[Opening Material provided section]

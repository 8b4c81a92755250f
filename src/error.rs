use serde::{Deserialize, Serialize};

#[derive(Debug, thiserror::Error)]
pub enum SyncError {
    #[error("Authentication failed: {0}")]
    Authentication(String),

    #[error("Rate limit exceeded - please wait before retrying")]
    RateLimited,

    #[error("HTTP error! status: {status} - {body}")]
    Http { status: u16, body: String },

    #[error("Network error: {0}")]
    Network(#[from] reqwest::Error),

    #[error("JSON error: {0}")]
    Json(#[from] serde_json::Error),

    #[error("Cache error: {0}")]
    Cache(#[from] duckdb::Error),

    #[error("Cache unavailable: {0}")]
    CacheUnavailable(String),

    #[error("IO error: {0}")]
    Io(#[from] std::io::Error),

    #[error("Not found: {0}")]
    NotFound(String),

    #[error("Invalid argument: {0}")]
    InvalidArgument(String),

    #[error("Configuration error: {0}")]
    Config(String),
}

impl SyncError {
    pub fn http(status: u16, body: impl Into<String>) -> Self {
        Self::Http {
            status,
            body: body.into(),
        }
    }

    /// Coarse classification, carried by sync results in place of the error itself.
    pub fn kind(&self) -> ErrorKind {
        match self {
            Self::Authentication(_) => ErrorKind::Authentication,
            Self::RateLimited => ErrorKind::RateLimited,
            Self::Http { .. } => ErrorKind::Http,
            Self::Network(_) | Self::Io(_) => ErrorKind::Network,
            Self::Json(_) => ErrorKind::Parse,
            Self::Cache(_) | Self::CacheUnavailable(_) => ErrorKind::Cache,
            Self::NotFound(_) | Self::InvalidArgument(_) | Self::Config(_) => ErrorKind::Other,
        }
    }

    /// HTTP status for errors that came back from the API.
    pub fn status(&self) -> Option<u16> {
        match self {
            Self::Http { status, .. } => Some(*status),
            Self::RateLimited => Some(429),
            _ => None,
        }
    }
}

#[derive(Debug, Clone, Copy, PartialEq, Eq, Serialize, Deserialize)]
#[serde(rename_all = "snake_case")]
pub enum ErrorKind {
    Authentication,
    RateLimited,
    Http,
    Network,
    Parse,
    Cache,
    Other,
}

/// Inspectable failure attached to a sync result.
#[derive(Debug, Clone, PartialEq, Eq, Serialize, Deserialize)]
pub struct SyncFailure {
    pub kind: ErrorKind,
    pub message: String,
}

impl From<&SyncError> for SyncFailure {
    fn from(err: &SyncError) -> Self {
        Self {
            kind: err.kind(),
            message: err.to_string(),
        }
    }
}

pub type Result<T> = std::result::Result<T, SyncError>;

[Closing Material provided section]

Copy out the entries. Leave every line exactly as it is.

repository 8b4c81a92755250f
filename src/error.rs
use serde::{Deserialize, Serialize};

#[derive(Debug, thiserror::Error)]
pub enum SyncError {
    #[error("Authentication failed: {0}")]
    Authentication(String),

    #[error("Rate limit exceeded - please wait before retrying")]
    RateLimited,

    #[error("HTTP error! status: {status} - {body}")]
    Http { status: u16, body: String },

    #[error("Network error: {0}")]
    Network(#[from] reqwest::Error),

    #[error("JSON error: {0}")]
    Json(#[from] serde_json::Error),

    #[error("Cache error: {0}")]
    Cache(#[from] duckdb::Error),

    #[error("Cache unavailable: {0}")]
    CacheUnavailable(String),

    #[error("IO error: {0}")]
    Io(#[from] std::io::Error),

    #[error("Not found: {0}")]
    NotFound(String),

    #[error("Invalid argument: {0}")]
    InvalidArgument(String),

    #[error("Configuration error: {0}")]
    Config(String),
}

impl SyncError {
    pub fn http(status: u16, body: impl Into<String>) -> Self {
        Self::Http {
            status,
            body: body.into(),
        }
    }

    /// Coarse classification, carried by sync results in place of the error itself.
    pub fn kind(&self) -> ErrorKind {
        match self {
            Self::Authentication(_) => ErrorKind::Authentication,
            Self::RateLimited => ErrorKind::RateLimited,
            Self::Http { .. } => ErrorKind::Http,
            Self::Network(_) | Self::Io(_) => ErrorKind::Network,
            Self::Json(_) => ErrorKind::Parse,
            Self::Cache(_) | Self::CacheUnavailable(_) => ErrorKind::Cache,
            Self::NotFound(_) | Self::InvalidArgument(_) | Self::Config(_) => ErrorKind::Other,
        }
    }

    /// HTTP status for errors that came back from the API.
    pub fn status(&self) -> Option<u16> {
        match self {
            Self::Http { status, .. } => Some(*status),
            Self::RateLimited => Some(429),
            _ => None,
        }
    }
}

#[derive(Debug, Clone, Copy, PartialEq, Eq, Serialize, Deserialize)]
#[serde(rename_all = "snake_case")]
pub enum ErrorKind {
    Authentication,
    RateLimited,
    Http,
    Network,
    Parse,
    Cache,
    Other,
}

/// Inspectable failure attached to a sync result.
#[derive(Debug, Clone, PartialEq, Eq, Serialize, Deserialize)]
pub struct SyncFailure {
    pub kind: ErrorKind,
    pub message: String,
}

impl From<&SyncError> for SyncFailure {
    fn from(err: &SyncError) -> Self {
        Self {
            kind: err.kind(),
            message: err.to_string(),
        }
    }
}

pub type Result<T> = std::result::Result<T, SyncError>;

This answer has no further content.